*TASK*
Exactly as they appear below, repeat the lines from the one with "pub fn advance(&mut self) -> u32x4" through the one with "pub fn rand_circle(&mut self) -> (f32x4, f32x4)", and no others.

*DATASET EXCERPTS*
//! Strongly-typed identifiers for fields and particles.

use std::fmt;

/// Index of a particle slot inside a container.
///
/// A particle index is a storage position, not an identity: compaction
/// recycles indices, so an index held across a removal must be translated
/// through the remap returned by the container.
pub type ParticleId = u32;

/// Sentinel for "no particle" (e.g. a root particle's parent).
pub const INVALID_PARTICLE: ParticleId = u32::MAX;

/// Identifies one storage slot in a schema.
///
/// Slots are assigned sequentially at registration. A field of dimension
/// `d` owns `d` consecutive slots; its `FieldIndex` is the first of them.
#[derive(Clone, Copy, Debug, PartialEq, Eq, Hash, PartialOrd, Ord)]
pub struct FieldIndex(pub u32);

impl FieldIndex {
    /// The slot `offset` positions after this one.
    pub fn offset(self, offset: u32) -> Self {
        Self(self.0 + offset)
    }

    /// This index as a `usize`, for table lookups.
    pub fn as_usize(self) -> usize {
        self.0 as usize
    }
}

impl fmt::Display for FieldIndex {
    fn fmt(&self, f: &mut fmt::Formatter<'_>) -> fmt::Result {
        write!(f, "{}", self.0)
    }
}

impl From<u32> for FieldIndex {
    fn from(v: u32) -> Self {
        Self(v)
    }
}

/// Index of one SIMD group (`GROUP_STRIDE` consecutive particles).
///
/// Only produced by iterating a [`GroupRange`](crate::range::GroupRange),
/// so a `GroupIndex` always addresses a stride-aligned block.
#[derive(Clone, Copy, Debug, PartialEq, Eq, Hash, PartialOrd, Ord)]
pub struct GroupIndex(pub(crate) u32);

impl GroupIndex {
    /// The raw group number.
    pub fn get(self) -> u32 {
        self.0
    }

    /// Index of the first particle in this group.
    pub fn first_particle(self) -> ParticleId {
        self.0 * crate::GROUP_STRIDE
    }
}

impl fmt::Display for GroupIndex {
    fn fmt(&self, f: &mut fmt::Formatter<'_>) -> fmt::Result {
        write!(f, "g{}", self.0)
    }
}

#[cfg(test)]
mod tests {
    use super::*;

    #[test]
    fn field_index_offset() {
        assert_eq!(FieldIndex(4).offset(3), FieldIndex(7));
        assert_eq!(FieldIndex(4).as_usize(), 4);
    }

    #[test]
    fn group_first_particle_is_stride_multiple() {
        let g = GroupIndex(3);
        assert_eq!(g.first_particle(), 3 * crate::GROUP_STRIDE);
        assert_eq!(g.to_string(), "g3");
    }
}
//! The chaos key: a deterministic, seedable pseudo-random generator.
//!
//! A [`ChaosKey`] is a single `u32` that is both seed and state. Every
//! output is a pure function of the construction seed and the number of
//! calls made, which is what effect replay and network-synced emitters
//! rely on. [`ChaosKeyLanes`] runs [`LANES`](mote_core::LANES) keys side
//! by side and reproduces, lane for lane, the exact bit sequence of the
//! scalar generator seeded identically.
//!
//! Float outputs are derived from the high bits of [`ChaosKey::advance`]:
//! 24 bits (the f32 mantissa width) for unit floats, so `rand_unorm` can
//! never round up to `1.0`.

use std::f32::consts::PI;

use glam::{Vec2, Vec3};
use wide::{f32x4, i32x4, u32x4};

use crate::cbrt::CubeRootApprox;

const SCRAMBLE_XOR: u32 = 0x9E37_79B9;
const SCRAMBLE_MUL: u32 = 0x7FEB_352D;
const FORK_SALT: u32 = 0x85EB_CA6B;

/// 2^-24: one unit in the last place of a 24-bit fraction.
const UNORM_SCALE: f32 = 1.0 / 16_777_216.0;
/// 2^-23: scale of a signed 24-bit fraction.
const SNORM_SCALE: f32 = 1.0 / 8_388_608.0;

/// One step of the generator: an xorshift followed by a hash scramble.
///
/// Every stage is a bijection on `u32`, so distinct keys never collapse
/// onto the same successor.
#[inline]
fn mix(mut k: u32) -> u32 {
    k ^= k << 13;
    k ^= k >> 17;
    k ^= k << 5;
    let mut v = k ^ SCRAMBLE_XOR;
    v ^= v >> 16;
    v = v.wrapping_mul(SCRAMBLE_MUL);
    v ^= v >> 15;
    v
}

#[inline]
fn mix_lanes(k: u32x4) -> u32x4 {
    let k = k ^ (k << 13);
    let k = k ^ (k >> 17);
    let k = k ^ (k << 5);
    let v = k ^ u32x4::splat(SCRAMBLE_XOR);
    let v = v ^ (v >> 16);
    let v = v * u32x4::splat(SCRAMBLE_MUL);
    v ^ (v >> 15)
}

/// Scalar chaos key.
#[derive(Clone, Copy, Debug, Default, PartialEq, Eq, Hash)]
pub struct ChaosKey(u32);

impl ChaosKey {
    /// Create a key from a seed.
    pub const fn new(seed: u32) -> Self {
        Self(seed)
    }

    /// Current state.
    pub fn key(&self) -> u32 {
        self.0
    }

    /// Advance the key and return its new value.
    #[inline]
    pub fn advance(&mut self) -> u32 {
        self.0 = mix(self.0);
        self.0
    }

    /// An integer in `[0, range)`, or `0` when `range == 0`.
    ///
    /// Computed as `advance() % range`. For ranges that do not divide
    /// 2^32 this favors small results slightly (modulo bias); the bias
    /// is kept so authored effects reproduce bit-for-bit.
    #[inline]
    pub fn rand_ranged(&mut self, range: u32) -> u32 {
        let v = self.advance();
        if range == 0 {
            0
        } else {
            v % range
        }
    }

    /// A float in `[0, 1)`.
    #[inline]
    pub fn rand_unorm(&mut self) -> f32 {
        (self.advance() >> 8) as f32 * UNORM_SCALE
    }

    /// A float in `[-1, 1)`.
    #[inline]
    pub fn rand_snorm(&mut self) -> f32 {
        ((self.advance() as i32) >> 8) as f32 * SNORM_SCALE
    }

    /// A float in `[range.low(), range.high())`.
    #[inline]
    pub fn rand_in(&mut self, range: &ChaosRange) -> f32 {
        (self.advance() >> 8) as f32 * range.scale + range.bias
    }

    /// A uniformly distributed unit vector in the XY plane.
    pub fn rand_circle(&mut self) -> Vec2 {
        circle_point(self.rand_snorm() * PI)
    }

    /// A uniformly distributed point inside the unit disc.
    pub fn rand_disc(&mut self) -> Vec2 {
        let angle = self.rand_snorm() * PI;
        disc_point(angle, self.rand_unorm())
    }

    /// A uniformly distributed unit vector.
    pub fn rand_sphere(&mut self) -> Vec3 {
        let azimuth = self.rand_snorm();
        sphere_point(azimuth, self.rand_snorm())
    }

    /// A point inside the unit ball, radially distributed through `cbrt`.
    pub fn rand_ball(&mut self, cbrt: &CubeRootApprox) -> Vec3 {
        let azimuth = self.rand_snorm();
        let z = self.rand_snorm();
        ball_point(azimuth, z, self.rand_unorm(), cbrt)
    }

    /// Derive an independent child key, advancing this one once.
    pub fn fork(&mut self) -> ChaosKey {
        ChaosKey(mix(self.advance() ^ FORK_SALT))
    }
}

/// Precomputed affine map from the 24-bit output of a key to `[low, high)`.
///
/// Building the range once and reusing it keeps the per-sample cost to
/// one multiply-add.
#[derive(Clone, Copy, Debug, PartialEq)]
pub struct ChaosRange {
    scale: f32,
    bias: f32,
}

impl ChaosRange {
    /// Map onto `[low, high)`. `low > high` yields a reversed range.
    pub fn new(low: f32, high: f32) -> Self {
        Self {
            scale: (high - low) * UNORM_SCALE,
            bias: low,
        }
    }

    /// Lower bound.
    pub fn low(&self) -> f32 {
        self.bias
    }

    /// Upper bound.
    pub fn high(&self) -> f32 {
        self.bias + self.scale / UNORM_SCALE
    }
}

/// Point on the unit circle at `angle` radians.
#[inline]
pub fn circle_point(angle: f32) -> Vec2 {
    let (s, c) = angle.sin_cos();
    Vec2::new(c, s)
}

/// Point in the unit disc at `angle`, at a radius whose square is
/// `radius_sq_sample` (uniform `[0, 1)` for an area-uniform distribution).
#[inline]
pub fn disc_point(angle: f32, radius_sq_sample: f32) -> Vec2 {
    circle_point(angle) * radius_sq_sample.sqrt()
}

/// Point on the unit sphere from two signed samples in `[-1, 1)`.
///
/// `azimuth_sample` sweeps a full turn; `z_sample` is the height, which
/// is uniform for a uniform sphere (Archimedes).
#[inline]
pub fn sphere_point(azimuth_sample: f32, z_sample: f32) -> Vec3 {
    let (s, c) = (azimuth_sample * PI).sin_cos();
    let r = (1.0 - z_sample * z_sample).max(0.0).sqrt();
    Vec3::new(c * r, s * r, z_sample)
}

/// Point inside the unit ball: a sphere point scaled by the approximate
/// cube root of `radius_sample`.
#[inline]
pub fn ball_point(
    azimuth_sample: f32,
    z_sample: f32,
    radius_sample: f32,
    cbrt: &CubeRootApprox,
) -> Vec3 {
    sphere_point(azimuth_sample, z_sample) * cbrt.eval(radius_sample)
}

/// [`LANES`](mote_core::LANES) chaos keys advanced in lock step.
#[derive(Clone, Copy, Debug, Default, PartialEq)]
pub struct ChaosKeyLanes {
    keys: u32x4,
}

impl ChaosKeyLanes {
    /// Seed each lane explicitly.
    pub fn from_lanes(seeds: [u32; 4]) -> Self {
        Self {
            keys: u32x4::new(seeds),
        }
    }

    /// Seed the lanes from consecutive outputs of a scalar key.
    pub fn from_key(key: &mut ChaosKey) -> Self {
        Self::from_lanes([key.advance(), key.advance(), key.advance(), key.advance()])
    }

    /// Current per-lane state.
    pub fn keys(&self) -> [u32; 4] {
        bytemuck::cast(self.keys)
    }

    /// Advance every lane and return the new values.
    #[inline]
    pub fn advance(&mut self) -> u32x4 {
        self.keys = mix_lanes(self.keys);
        self.keys
    }

    /// Per-lane integers in `[0, range)`, `0` when `range == 0`.
    ///
    /// Same modulo bias as [`ChaosKey::rand_ranged`].
    pub fn rand_ranged(&mut self, range: u32) -> [u32; 4] {
        let values: [u32; 4] = bytemuck::cast(self.advance());
        if range == 0 {
            return [0; 4];
        }
        values.map(|v| v % range)
    }

    /// Per-lane floats in `[0, 1)`.
    #[inline]
    pub fn rand_unorm(&mut self) -> f32x4 {
        let bits: i32x4 = bytemuck::cast(self.advance() >> 8);
        f32x4::from_i32x4(bits) * f32x4::splat(UNORM_SCALE)
    }

    /// Per-lane floats in `[-1, 1)`.
    #[inline]
    pub fn rand_snorm(&mut self) -> f32x4 {
        let bits: i32x4 = bytemuck::cast(self.advance());
        f32x4::from_i32x4(bits >> 8) * f32x4::splat(SNORM_SCALE)
    }

    /// Per-lane floats in `[range.low(), range.high())`.
    #[inline]
    pub fn rand_in(&mut self, range: &ChaosRange) -> f32x4 {
        let bits: i32x4 = bytemuck::cast(self.advance() >> 8);
        f32x4::from_i32x4(bits) * f32x4::splat(range.scale) + f32x4::splat(range.bias)
    }

    /// Per-lane unit circle points as `(x, y)`.
    pub fn rand_circle(&mut self) -> (f32x4, f32x4) {
        let angle = self.rand_snorm() * f32x4::splat(PI);
        let (s, c) = angle.sin_cos();
        (c, s)
    }

    /// Per-lane unit sphere points as `(x, y, z)`.
    pub fn rand_sphere(&mut self) -> (f32x4, f32x4, f32x4) {
        let azimuth = self.rand_snorm() * f32x4::splat(PI);
        let z = self.rand_snorm();
        let (s, c) = azimuth.sin_cos();
        let r = (f32x4::ONE - z * z).max(f32x4::ZERO).sqrt();
        (c * r, s * r, z)
    }
}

*TASK RESULT*
    pub fn advance(&mut self) -> u32x4 {
        self.keys = mix_lanes(self.keys);
        self.keys
    }

    /// Per-lane integers in `[0, range)`, `0` when `range == 0`.
    ///
    /// Same modulo bias as [`ChaosKey::rand_ranged`].
    pub fn rand_ranged(&mut self, range: u32) -> [u32; 4] {
        let values: [u32; 4] = bytemuck::cast(self.advance());
        if range == 0 {
            return [0; 4];
        }
        values.map(|v| v % range)
    }

    /// Per-lane floats in `[0, 1)`.
    #[inline]
    pub fn rand_unorm(&mut self) -> f32x4 {
        let bits: i32x4 = bytemuck::cast(self.advance() >> 8);
        f32x4::from_i32x4(bits) * f32x4::splat(UNORM_SCALE)
    }

    /// Per-lane floats in `[-1, 1)`.
    #[inline]
    pub fn rand_snorm(&mut self) -> f32x4 {
        let bits: i32x4 = bytemuck::cast(self.advance());
        f32x4::from_i32x4(bits >> 8) * f32x4::splat(SNORM_SCALE)
    }

    /// Per-lane floats in `[range.low(), range.high())`.
    #[inline]
    pub fn rand_in(&mut self, range: &ChaosRange) -> f32x4 {
        let bits: i32x4 = bytemuck::cast(self.advance() >> 8);
        f32x4::from_i32x4(bits) * f32x4::splat(range.scale) + f32x4::splat(range.bias)
    }

    /// Per-lane unit circle points as `(x, y)`.
    pub fn rand_circle(&mut self) -> (f32x4, f32x4) {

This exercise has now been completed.